Monday, February 23, 2009

What if We All Chose Not to Participate in the Recession?

Most mornings, we wake up and feel pretty good...that is, of course, until we turn on the financial news. The doom and gloom pundits are busy spewing their morning chatter: highest unemployment in twenty years; some call for more government stimulus, others say less; some call for bailing out defaulted mortgages, others say don’t. It’s enough to make you want to go back to sleep or have a breakfast of Bloody Marys!

Recently, one of our favorite radio personalities stated that he has decided not to participate in the recession. Now, it’s hard to criticize a positive attitude, but the economic numbers aren’t any cause of celebration. A radio host can afford to be a bit flippant about the economy; after all, it makes for good debate with call-in listeners. But then we started thinking, why not look at the glass as half full? Even with 8% unemployment, 92% are employed; and yes, 7% of mortgages are in default, but 93% of us pay our mortgages every month.

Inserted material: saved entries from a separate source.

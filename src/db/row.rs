// ABOUTME: Ordered row representation with case-insensitive column lookup
// ABOUTME: Keeps the column names exactly as the source database reported them

use super::value::Value;

/// One record fetched from a table.
///
/// Columns keep the order and spelling the database returned; lookups ignore
/// ASCII case so `auto_no`, `Auto_No` and `AUTO_NO` all address the same column.
#[derive(Debug, Clone, Default, PartialEq)]
pub struct Row {
    columns: Vec<(String, Value)>,
}

impl Row {
    pub fn new() -> Self {
        Self::default()
    }

    pub fn with_capacity(capacity: usize) -> Self {
        Self {
            columns: Vec::with_capacity(capacity),
        }
    }

    pub fn len(&self) -> usize {
        self.columns.len()
    }

    pub fn is_empty(&self) -> bool {
        self.columns.is_empty()
    }

    fn position(&self, column: &str) -> Option<usize> {
        self.columns
            .iter()
            .position(|(name, _)| name.eq_ignore_ascii_case(column))
    }

    pub fn contains(&self, column: &str) -> bool {
        self.position(column).is_some()
    }

    pub fn get(&self, column: &str) -> Option<&Value> {
        self.position(column).map(|idx| &self.columns[idx].1)
    }

    /// The stored spelling of `column`, if present.
    pub fn column_name(&self, column: &str) -> Option<&str> {
        self.position(column).map(|idx| self.columns[idx].0.as_str())
    }

    /// Set a column, replacing an existing one regardless of case.
    ///
    /// A replaced column keeps its original spelling and position.
    pub fn insert(&mut self, column: impl Into<String>, value: Value) {
        let column = column.into();
        match self.position(&column) {
            Some(idx) => self.columns[idx].1 = value,
            None => self.columns.push((column, value)),
        }
    }

    pub fn remove(&mut self, column: &str) -> Option<Value> {
        self.position(column).map(|idx| self.columns.remove(idx).1)
    }

    /// Copy of this row without the listed columns (case-insensitive).
    pub fn without(&self, excluded: &[String]) -> Row {
        Row {
            columns: self
                .columns
                .iter()
                .filter(|(name, _)| !excluded.iter().any(|e| e.eq_ignore_ascii_case(name)))
                .cloned()
                .collect(),
        }
    }

    pub fn column_names(&self) -> impl Iterator<Item = &str> {
        self.columns.iter().map(|(name, _)| name.as_str())
    }

    pub fn iter(&self) -> impl Iterator<Item = (&str, &Value)> {
        self.columns.iter().map(|(name, value)| (name.as_str(), value))
    }
}

impl<K: Into<String>> FromIterator<(K, Value)> for Row {
    fn from_iter<I: IntoIterator<Item = (K, Value)>>(iter: I) -> Self {
        let mut row = Row::new();
        for (name, value) in iter {
            row.insert(name, value);
        }
        row
    }
}
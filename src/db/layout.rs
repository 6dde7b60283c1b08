// ABOUTME: TableLayout - a table's name and columns exactly as the database stores them
// ABOUTME: Maps configured names onto stored spellings before they are quoted into SQL

/// Name and column names of one table, spelled the way the database stores them.
///
/// Quoted identifiers are case-sensitive in PostgreSQL, so a table created
/// without quotes stores `hms_rooms.synced` while the configuration says
/// `HMS_ROOMS` and the flag column is `Synced`. Every name that reaches SQL
/// text goes through [`TableLayout::spell`] first.
#[derive(Debug, Clone, PartialEq, Eq)]
pub struct TableLayout {
    pub name: String,
    pub columns: Vec<String>,
}

impl TableLayout {
    pub fn new(name: impl Into<String>, columns: Vec<String>) -> Self {
        Self {
            name: name.into(),
            columns,
        }
    }

    /// Stored spelling of `column`, matched ignoring ASCII case.
    ///
    /// An exact match wins over a case-insensitive one, so a table that has
    /// both `Synced` and `synced` resolves each to itself.
    pub fn column(&self, column: &str) -> Option<&str> {
        self.columns
            .iter()
            .find(|c| c.as_str() == column)
            .or_else(|| self.columns.iter().find(|c| c.eq_ignore_ascii_case(column)))
            .map(String::as_str)
    }

    /// Stored spelling of `column`, or `column` itself when the table lacks it.
    ///
    /// Falling back keeps the statement as written, so the database reports
    /// the missing column by name.
    pub fn spell<'a>(&'a self, column: &'a str) -> &'a str {
        self.column(column).unwrap_or(column)
    }
}
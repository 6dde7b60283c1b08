// ABOUTME: Conversion between rusqlite values and Value
// ABOUTME: Timestamps, dates and decimals travel as text in SQLite

use rusqlite::types::{ToSql, ToSqlOutput, ValueRef};

use crate::db::value::{DATETIME_FORMAT, DATE_FORMAT};
use crate::db::Value;

/// Convert a borrowed SQLite value into a [`Value`].
///
/// SQLite only has five storage classes, so the result is always one of
/// Null, Int, Float, Text or Bytes. Text that is not valid UTF-8 is replaced
/// lossily rather than failing the whole fetch.
pub fn value_from_ref(value: ValueRef<'_>) -> Value {
    match value {
        ValueRef::Null => Value::Null,
        ValueRef::Integer(i) => Value::Int(i),
        ValueRef::Real(f) => Value::Float(f),
        ValueRef::Text(t) => Value::Text(String::from_utf8_lossy(t).into_owned()),
        ValueRef::Blob(b) => Value::Bytes(b.to_vec()),
    }
}

impl ToSql for Value {
    fn to_sql(&self) -> rusqlite::Result<ToSqlOutput<'_>> {
        use rusqlite::types::Value as SqliteValue;

        Ok(match self {
            Value::Null => ToSqlOutput::Owned(SqliteValue::Null),
            Value::Bool(b) => ToSqlOutput::Owned(SqliteValue::Integer(i64::from(*b))),
            Value::Int(i) => ToSqlOutput::Owned(SqliteValue::Integer(*i)),
            Value::Decimal(d) => ToSqlOutput::Owned(SqliteValue::Text(d.to_string())),
            Value::Float(f) => ToSqlOutput::Owned(SqliteValue::Real(*f)),
            Value::Text(s) => ToSqlOutput::Borrowed(ValueRef::Text(s.as_bytes())),
            Value::DateTime(dt) => {
                ToSqlOutput::Owned(SqliteValue::Text(dt.format(DATETIME_FORMAT).to_string()))
            }
            Value::Date(d) => {
                ToSqlOutput::Owned(SqliteValue::Text(d.format(DATE_FORMAT).to_string()))
            }
            Value::Bytes(b) => ToSqlOutput::Borrowed(ValueRef::Blob(b)),
        })
    }
}
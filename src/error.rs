// ABOUTME: Domain errors the sync routine raises on purpose
// ABOUTME: Database failures travel as anyhow errors with context instead

use thiserror::Error;

/// Errors callers may want to tell apart from plain database failures.
///
/// They are usually wrapped in an `anyhow::Error`; use
/// `err.downcast_ref::<SyncError>()` to match on them.
#[derive(Debug, Error)]
pub enum SyncError {
    /// A child row cannot be inserted because its parent has no local copy yet.
    #[error(
        "no local {parent_table} row matches {table} row ({}); cannot resolve {identity_column}",
        describe_match(.match_values)
    )]
    MissingParent {
        table: String,
        parent_table: String,
        identity_column: String,
        match_values: Vec<(String, String)>,
    },

    /// A fetched row lacks a column the configuration requires.
    #[error("row fetched from {table} has no column {column}")]
    MissingColumn { table: String, column: String },

    #[error("invalid identifier '{identifier}': {reason}")]
    InvalidIdentifier { identifier: String, reason: String },

    #[error("unsupported connection string for {name}: {reason}")]
    UnsupportedConnectionString { name: String, reason: String },
}

fn describe_match(values: &[(String, String)]) -> String {
    values
        .iter()
        .map(|(column, value)| format!("{}={}", column, value))
        .collect::<Vec<_>>()
        .join(", ")
}
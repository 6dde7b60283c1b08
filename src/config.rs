// ABOUTME: Replicator configuration - connection strings, poll interval, table list
// ABOUTME: Parsed from TOML once at startup, overridable from the CLI and environment

use anyhow::{bail, Context, Result};
use serde::Deserialize;
use std::path::Path;
use std::time::Duration;

use crate::sync::{SyncTarget, TableRules};
use crate::utils::{strip_password_from_url, validate_cloud_local_different, validate_connection_string};

/// Poll interval used when the config file does not set one.
pub const DEFAULT_SYNC_INTERVAL_SECS: u64 = 30;

/// The two databases the replicator talks to.
#[derive(Debug, Clone, PartialEq, Eq)]
pub struct ConnectionStrings {
    /// Source of unsynced rows ("CloudDb").
    pub cloud_db: String,
    /// Destination of the upserts ("LocalDb").
    pub local_db: String,
}

impl ConnectionStrings {
    pub fn new(cloud_db: impl Into<String>, local_db: impl Into<String>) -> Self {
        Self {
            cloud_db: cloud_db.into(),
            local_db: local_db.into(),
        }
    }
}

/// Validated configuration shared by the sync loop.
#[derive(Debug, Clone)]
pub struct SyncConfig {
    pub connections: ConnectionStrings,
    pub sync_interval: Duration,
    /// Tables in the order they are synchronized on every cycle.
    pub targets: Vec<SyncTarget>,
}

/// Values from the command line (or environment) that win over the file.
#[derive(Debug, Clone, Default)]
pub struct ConfigOverrides {
    pub cloud_db: Option<String>,
    pub local_db: Option<String>,
    pub sync_interval_secs: Option<u64>,
}

#[derive(Debug, Deserialize)]
#[serde(deny_unknown_fields)]
struct ConfigFile {
    sync_interval_secs: Option<u64>,
    #[serde(default)]
    connection_strings: ConnectionStringsFile,
    #[serde(default)]
    tables: Vec<TableConfig>,
}

#[derive(Debug, Default, Deserialize)]
#[serde(deny_unknown_fields)]
struct ConnectionStringsFile {
    #[serde(rename = "CloudDb")]
    cloud_db: Option<String>,
    #[serde(rename = "LocalDb")]
    local_db: Option<String>,
}

#[derive(Debug, Deserialize)]
#[serde(deny_unknown_fields)]
struct TableConfig {
    name: String,
    key_columns: Vec<String>,
    /// Extra columns an UPDATE must not overwrite, on top of the built-in rules.
    #[serde(default)]
    skip_on_update: Vec<String>,
    /// Extra columns left out of an INSERT, on top of the built-in rules.
    #[serde(default)]
    skip_on_insert: Vec<String>,
}

impl SyncConfig {
    /// Load and validate a TOML config file, applying `overrides`.
    pub fn load(path: &Path, overrides: &ConfigOverrides) -> Result<Self> {
        let text = std::fs::read_to_string(path)
            .with_context(|| format!("Failed to read config file {}", path.display()))?;
        Self::from_toml_str(&text, overrides)
            .with_context(|| format!("Invalid config file {}", path.display()))
    }

    /// Parse and validate TOML config text, applying `overrides`.
    pub fn from_toml_str(text: &str, overrides: &ConfigOverrides) -> Result<Self> {
        let file: ConfigFile = toml::from_str(text).context("Failed to parse TOML")?;

        let cloud_db = overrides
            .cloud_db
            .clone()
            .or(file.connection_strings.cloud_db)
            .context("CloudDb connection string is not set (config file, --cloud-db or CLOUD_DB_URL)")?;
        let local_db = overrides
            .local_db
            .clone()
            .or(file.connection_strings.local_db)
            .context("LocalDb connection string is not set (config file, --local-db or LOCAL_DB_URL)")?;

        validate_connection_string("CloudDb", &cloud_db)?;
        validate_connection_string("LocalDb", &local_db)?;
        validate_cloud_local_different(&cloud_db, &local_db)?;

        let interval_secs = overrides
            .sync_interval_secs
            .or(file.sync_interval_secs)
            .unwrap_or(DEFAULT_SYNC_INTERVAL_SECS);
        if interval_secs == 0 {
            bail!("sync_interval_secs must be greater than zero");
        }

        if file.tables.is_empty() {
            bail!("No tables configured; add at least one [[tables]] entry");
        }

        let mut targets: Vec<SyncTarget> = Vec::with_capacity(file.tables.len());
        for table in file.tables {
            if targets.iter().any(|t| t.table.eq_ignore_ascii_case(&table.name)) {
                bail!("Table {} is configured more than once", table.name);
            }
            let rules = TableRules::builtin(&table.name)
                .extend(&table.skip_on_update, &table.skip_on_insert);
            let target = SyncTarget::with_rules(table.name, table.key_columns, rules)?;
            targets.push(target);
        }

        Ok(Self {
            connections: ConnectionStrings { cloud_db, local_db },
            sync_interval: Duration::from_secs(interval_secs),
            targets,
        })
    }

    /// One-line description for the startup log, without passwords.
    pub fn summary(&self) -> String {
        format!(
            "CloudDb={}, LocalDb={}, interval={:?}, tables=[{}]",
            strip_password_from_url(&self.connections.cloud_db),
            strip_password_from_url(&self.connections.local_db),
            self.sync_interval,
            self.targets
                .iter()
                .map(|t| t.table.as_str())
                .collect::<Vec<_>>()
                .join(", ")
        )
    }
}
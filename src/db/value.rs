// ABOUTME: Tagged scalar value carried between the cloud and local databases
// ABOUTME: Backend-neutral; the postgres and sqlite modules bind and read it

use chrono::{NaiveDate, NaiveDateTime};
use rust_decimal::Decimal;
use std::fmt;

/// Format used when a timestamp has to travel as text (SQLite, text columns).
pub const DATETIME_FORMAT: &str = "%Y-%m-%d %H:%M:%S%.f";

/// Format used when a date has to travel as text.
pub const DATE_FORMAT: &str = "%Y-%m-%d";

/// A single column value read from one database and written to the other.
#[derive(Debug, Clone, PartialEq)]
pub enum Value {
    Null,
    Bool(bool),
    Int(i64),
    Decimal(Decimal),
    Float(f64),
    Text(String),
    DateTime(NaiveDateTime),
    Date(NaiveDate),
    Bytes(Vec<u8>),
}

impl Value {
    pub fn is_null(&self) -> bool {
        matches!(self, Value::Null)
    }

    /// Short type name used in conversion error messages.
    pub fn kind(&self) -> &'static str {
        match self {
            Value::Null => "null",
            Value::Bool(_) => "bool",
            Value::Int(_) => "int",
            Value::Decimal(_) => "decimal",
            Value::Float(_) => "float",
            Value::Text(_) => "text",
            Value::DateTime(_) => "datetime",
            Value::Date(_) => "date",
            Value::Bytes(_) => "bytes",
        }
    }

    pub fn as_i64(&self) -> Option<i64> {
        match self {
            Value::Int(i) => Some(*i),
            Value::Bool(b) => Some(i64::from(*b)),
            _ => None,
        }
    }

    pub fn as_str(&self) -> Option<&str> {
        match self {
            Value::Text(s) => Some(s),
            _ => None,
        }
    }
}

impl fmt::Display for Value {
    fn fmt(&self, f: &mut fmt::Formatter<'_>) -> fmt::Result {
        match self {
            Value::Null => f.write_str("NULL"),
            Value::Bool(b) => write!(f, "{}", b),
            Value::Int(i) => write!(f, "{}", i),
            Value::Decimal(d) => write!(f, "{}", d),
            Value::Float(v) => write!(f, "{}", v),
            Value::Text(s) => f.write_str(s),
            Value::DateTime(dt) => write!(f, "{}", dt.format(DATETIME_FORMAT)),
            Value::Date(d) => write!(f, "{}", d.format(DATE_FORMAT)),
            Value::Bytes(b) => write!(f, "<{} bytes>", b.len()),
        }
    }
}

impl From<i64> for Value {
    fn from(value: i64) -> Self {
        Value::Int(value)
    }
}

impl From<i32> for Value {
    fn from(value: i32) -> Self {
        Value::Int(i64::from(value))
    }
}

impl From<bool> for Value {
    fn from(value: bool) -> Self {
        Value::Bool(value)
    }
}

impl From<&str> for Value {
    fn from(value: &str) -> Self {
        Value::Text(value.to_string())
    }
}

impl From<String> for Value {
    fn from(value: String) -> Self {
        Value::Text(value)
    }
}

impl From<Decimal> for Value {
    fn from(value: Decimal) -> Self {
        Value::Decimal(value)
    }
}

impl From<NaiveDateTime> for Value {
    fn from(value: NaiveDateTime) -> Self {
        Value::DateTime(value)
    }
}

impl<T> From<Option<T>> for Value
where
    T: Into<Value>,
{
    fn from(value: Option<T>) -> Self {
        value.map(Into::into).unwrap_or(Value::Null)
    }
}
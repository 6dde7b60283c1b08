// ABOUTME: SQLite backend - opening database files and converting values
// ABOUTME: Never creates a database; the local or cloud file must already exist

pub mod convert;

use anyhow::{Context, Result};
use rusqlite::{Connection, OpenFlags};
use std::path::Path;

pub use convert::value_from_ref;

/// Open an existing SQLite database for reading and writing.
///
/// Fails when the file does not exist: a typo in a connection string must not
/// leave behind a fresh, empty database that then receives replicated rows.
pub fn open_sqlite(path: &str) -> Result<Connection> {
    let flags = OpenFlags::SQLITE_OPEN_READ_WRITE
        | OpenFlags::SQLITE_OPEN_URI
        | OpenFlags::SQLITE_OPEN_NO_MUTEX;

    if !path.starts_with("file:") && !Path::new(path).exists() {
        anyhow::bail!("SQLite database '{}' does not exist", path);
    }

    let conn = Connection::open_with_flags(path, flags)
        .with_context(|| format!("Failed to open SQLite database '{}'", path))?;

    tracing::debug!("Opened SQLite database '{}'", path);

    Ok(conn)
}
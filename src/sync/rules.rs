// ABOUTME: Per-table replication rules - column exclusions and parent key backfill
// ABOUTME: Built-in rules cover the HMS check-in and reservation tables

/// Flag column on every cloud table; never copied to the local database.
pub const SYNCED_COLUMN: &str = "Synced";

const AUTO_NO: &str = "Auto_No";
const CHECKIN_HEADER: &str = "HMS_CHECKIN_HEADER";
const CHECKIN_LINES: &str = "HMS_CHECKIN_LINES";
const RESERVATION_ROOM_GUEST: &str = "HMS_RESERVATION_ROOM_GUEST";

/// How to find the local identity of a child row's parent before inserting it.
///
/// The child's `identity_column` is overwritten with the value of the parent's
/// `identity_column` from the local parent row whose `match_columns` equal the
/// child's values for the same columns.
#[derive(Debug, Clone, PartialEq, Eq)]
pub struct ParentLookup {
    pub parent_table: String,
    pub match_columns: Vec<String>,
    pub identity_column: String,
}

/// Column handling that differs from the plain "copy every column" upsert.
#[derive(Debug, Clone, Default, PartialEq, Eq)]
pub struct TableRules {
    /// Non-key columns an UPDATE must leave untouched.
    pub skip_on_update: Vec<String>,
    /// Columns dropped from an INSERT (local identity columns).
    pub skip_on_insert: Vec<String>,
    /// Re-parenting applied before an INSERT.
    pub parent_lookup: Option<ParentLookup>,
}

impl TableRules {
    /// Rules the replicator applies to `table` without any configuration.
    ///
    /// - `HMS_CHECKIN_HEADER`: `Auto_No` is a local identity; never updated, never inserted.
    /// - `HMS_RESERVATION_ROOM_GUEST`: `Auto_No` is a local identity; never inserted.
    /// - `HMS_CHECKIN_LINES`: `Auto_No` on insert is taken from the local
    ///   `HMS_CHECKIN_HEADER` row with the same `RESV_ID` and `CHECKIN_ID`.
    pub fn builtin(table: &str) -> Self {
        if table.eq_ignore_ascii_case(CHECKIN_HEADER) {
            TableRules {
                skip_on_update: vec![AUTO_NO.to_string()],
                skip_on_insert: vec![AUTO_NO.to_string()],
                parent_lookup: None,
            }
        } else if table.eq_ignore_ascii_case(RESERVATION_ROOM_GUEST) {
            TableRules {
                skip_on_insert: vec![AUTO_NO.to_string()],
                ..TableRules::default()
            }
        } else if table.eq_ignore_ascii_case(CHECKIN_LINES) {
            TableRules {
                parent_lookup: Some(ParentLookup {
                    parent_table: CHECKIN_HEADER.to_string(),
                    match_columns: vec!["RESV_ID".to_string(), "CHECKIN_ID".to_string()],
                    identity_column: AUTO_NO.to_string(),
                }),
                ..TableRules::default()
            }
        } else {
            TableRules::default()
        }
    }

    /// Add configured exclusions on top of the current rules, skipping duplicates.
    pub fn extend(mut self, skip_on_update: &[String], skip_on_insert: &[String]) -> Self {
        merge_columns(&mut self.skip_on_update, skip_on_update);
        merge_columns(&mut self.skip_on_insert, skip_on_insert);
        self
    }

    /// Every identifier these rules will place in SQL text.
    pub fn identifiers(&self) -> Vec<&str> {
        let mut names: Vec<&str> = self
            .skip_on_update
            .iter()
            .chain(&self.skip_on_insert)
            .map(String::as_str)
            .collect();
        if let Some(lookup) = &self.parent_lookup {
            names.push(&lookup.parent_table);
            names.push(&lookup.identity_column);
            names.extend(lookup.match_columns.iter().map(String::as_str));
        }
        names
    }
}

fn merge_columns(into: &mut Vec<String>, extra: &[String]) {
    for column in extra {
        if !into.iter().any(|c| c.eq_ignore_ascii_case(column)) {
            into.push(column.clone());
        }
    }
}
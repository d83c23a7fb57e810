//! Per-user reaction aggregates and per-post reaction snapshots, kept in a `DocumentStore`.
//!
//! Pages can be redelivered (a retry after a partial failure, or a full re-run), so both
//! operations are idempotent: a user's reactions form a set keyed by `(post_id, type)`,
//! and a post snapshot is replaced wholesale.

use crate::error::StoreError;
use crate::models::ReactionRecord;
use crate::store::{DocumentStore, POST_REACTIONS, USER_REACTIONS};
use serde::{Deserialize, Serialize};

#[derive(Clone, Debug, PartialEq, Eq, PartialOrd, Ord, Serialize, Deserialize)]
pub struct ReactionEntry {
    #[serde(rename = "type")]
    pub reaction_type: String,
    pub post_id: String,
}

/// Document in `user_reactions`, keyed by user id.
#[derive(Clone, Debug, Default, PartialEq, Eq, Serialize, Deserialize)]
pub struct UserAggregate {
    pub name: String,
    #[serde(default)]
    pub reactions: Vec<ReactionEntry>,
}

impl UserAggregate {
    /// Add the entry unless an equal one is present. Returns true if it was added.
    pub fn insert(&mut self, entry: ReactionEntry) -> bool {
        if self.reactions.contains(&entry) {
            false
        } else {
            self.reactions.push(entry);
            true
        }
    }
}

/// Document in `post_reactions`, keyed by post id.
#[derive(Clone, Debug, Default, PartialEq, Eq, Serialize, Deserialize)]
pub struct PostReactionsSnapshot {
    pub post_id: String,
    pub reactions: Vec<ReactionRecord>,
}

pub struct ReactionAggregator<S: DocumentStore> {
    store: S,
}

impl<S: DocumentStore> ReactionAggregator<S> {
    pub fn new(store: S) -> Self {
        Self { store }
    }

    pub fn store(&self) -> &S {
        &self.store
    }

    pub fn into_store(self) -> S {
        self.store
    }

    /// Upsert one reaction into the user's aggregate, creating it if needed and
    /// overwriting the display name. Returns whether a new `(type, post)` entry was stored.
    pub fn merge_reaction(
        &mut self,
        user_id: &str,
        user_name: &str,
        reaction_type: &str,
        post_id: &str,
    ) -> Result<bool, StoreError> {
        let mut agg = self.user(user_id)?.unwrap_or_default();
        let added = agg.insert(ReactionEntry { reaction_type: reaction_type.to_string(), post_id: post_id.to_string() });
        let renamed = agg.name != user_name;
        if !added && !renamed {
            return Ok(false);
        }
        agg.name = user_name.to_string();
        self.store.put(USER_REACTIONS, user_id, serde_json::to_value(&agg)?)?;
        Ok(added)
    }

    pub fn merge_record(&mut self, r: &ReactionRecord) -> Result<bool, StoreError> {
        self.merge_reaction(&r.user_id, &r.user_name, &r.reaction_type, &r.post_id)
    }

    /// Write (or replace) the full reaction list collected for `post_id`.
    pub fn snapshot_post_reactions(&mut self, post_id: &str, reactions: &[ReactionRecord]) -> Result<(), StoreError> {
        let snap = PostReactionsSnapshot { post_id: post_id.to_string(), reactions: reactions.to_vec() };
        self.store.put(POST_REACTIONS, post_id, serde_json::to_value(&snap)?)
    }

    pub fn user(&self, user_id: &str) -> Result<Option<UserAggregate>, StoreError> {
        match self.store.get(USER_REACTIONS, user_id)? {
            Some(doc) => Ok(Some(serde_json::from_value(doc)?)),
            None => Ok(None),
        }
    }

    pub fn post_snapshot(&self, post_id: &str) -> Result<Option<PostReactionsSnapshot>, StoreError> {
        match self.store.get(POST_REACTIONS, post_id)? {
            Some(doc) => Ok(Some(serde_json::from_value(doc)?)),
            None => Ok(None),
        }
    }
}

#[cfg(test)]
mod tests {
    use super::*;
    use crate::store::MemoryStore;

    fn r(user: &str, kind: &str, post: &str) -> ReactionRecord {
        ReactionRecord { user_id: user.into(), user_name: format!("{user} name"), reaction_type: kind.into(), post_id: post.into() }
    }

    #[test]
    fn repeated_merge_stores_one_entry() {
        let mut agg = ReactionAggregator::new(MemoryStore::new());
        assert!(agg.merge_reaction("U1", "Ann", "LOVE", "P1").unwrap());
        assert!(!agg.merge_reaction("U1", "Ann", "LOVE", "P1").unwrap());
        let u = agg.user("U1").unwrap().unwrap();
        assert_eq!(u.reactions, vec![ReactionEntry { reaction_type: "LOVE".into(), post_id: "P1".into() }]);
    }

    #[test]
    fn distinct_pairs_accumulate_and_name_is_overwritten() {
        let mut agg = ReactionAggregator::new(MemoryStore::new());
        agg.merge_reaction("U1", "Ann", "LOVE", "P1").unwrap();
        agg.merge_reaction("U1", "Ann", "LIKE", "P1").unwrap();
        agg.merge_reaction("U1", "Ann B.", "LOVE", "P2").unwrap();
        assert!(!agg.merge_reaction("U1", "Annie", "LIKE", "P1").unwrap());
        let u = agg.user("U1").unwrap().unwrap();
        assert_eq!(u.name, "Annie");
        assert_eq!(u.reactions.len(), 3);
    }

    #[test]
    fn snapshot_replaces() {
        let mut agg = ReactionAggregator::new(MemoryStore::new());
        agg.snapshot_post_reactions("P1", &[r("U1", "LIKE", "P1"), r("U2", "WOW", "P1")]).unwrap();
        agg.snapshot_post_reactions("P1", &[r("U3", "SAD", "P1")]).unwrap();
        let snap = agg.post_snapshot("P1").unwrap().unwrap();
        assert_eq!(snap.reactions, vec![r("U3", "SAD", "P1")]);
        assert_eq!(agg.store().len(POST_REACTIONS), 1);
    }

    #[test]
    fn stored_document_shape() {
        let mut agg = ReactionAggregator::new(MemoryStore::new());
        agg.merge_record(&r("U1", "HAHA", "P9")).unwrap();
        let doc = agg.store().get(USER_REACTIONS, "U1").unwrap().unwrap();
        assert_eq!(doc, serde_json::json!({"name": "U1 name", "reactions": [{"type": "HAHA", "post_id": "P9"}]}));
    }
}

The latest issue of Fortune magazine cites their identified 2009 “100 Best Companies to Work For” (several of which we are proud to say are featured in the revised edition of The Disney Way). The Fortune study is arguably the most extensive survey in corporate America, with more than 81,000 employees from over 353 companies participating. The final decision and ranking are both based on the survey as well as a detailed cultural company audit.

Of these top 100 companies, 70 are now hiring at least 50 positions! The top 50 companies have added over 38,000 jobs in 2008. We know from our extensive research at several of these companies that they are driven by long-term vision, mutual respect and trust, and compassionate customer centric service. We don’t know if these organizations have gone so far as to openly admit they are not participating in the recession, but we do think they see the glass half full, not half empty. Their posture is consistent in planning for long-term growth rather than reacting to short- term fear.

After 9/11, many of the hospitality companies experienced massive layoffs due to the sudden downturn in travel. Isadore Sharp, CEO and founder of the Four Seasons Hotels and Resorts, refused to lay off one employee. Four Seasons is one of the outstanding companies that is featured in the 2007 edition of The Disney Way. Shortly after 9/11, we interviewed Isadore who told us that he has invested a great deal in each and every employee. He went on to say that when the economy picks up, he will need these well- trained and loyal employees to meet the demand. However, Isadore took measures in the short-term to elevate decreased business, but without compromising the Four Seasons long-term future. The company put a freeze on new hires, slowed down or stopped new construction, and encouraged employees to take any accrued vacation. As a result of the 2001 attacks, Southwest Airlines took similar measures without laying off any employees. When the economy did recover, Southwest Airlines and Four Seasons were positioned to best serve their customers. We do not believe it is any accident that Southwest Airlines in one of the very few airlines to consistently generate a profit and that most authorities cite Four Seasons as the best luxury hotel chain in the world.

If you are a business leader, you can learn a great deal from these companies. Instead of reacting to short-term fear, plan for the long-term with cautious optimism.

1 comment:

Anonymous said...

Death, taxes, and recessions -- they're all inevitable, right?

Thanks for the reminder that, regardless of circumstances, we all have a choice of which face we put on each morning: the fear-enduced "frowny-face", or the hope-inspired "peacey-face"!

At our company, we're choosing to look for how we can minimize losses and maximize opportunities in this season of economic challenge.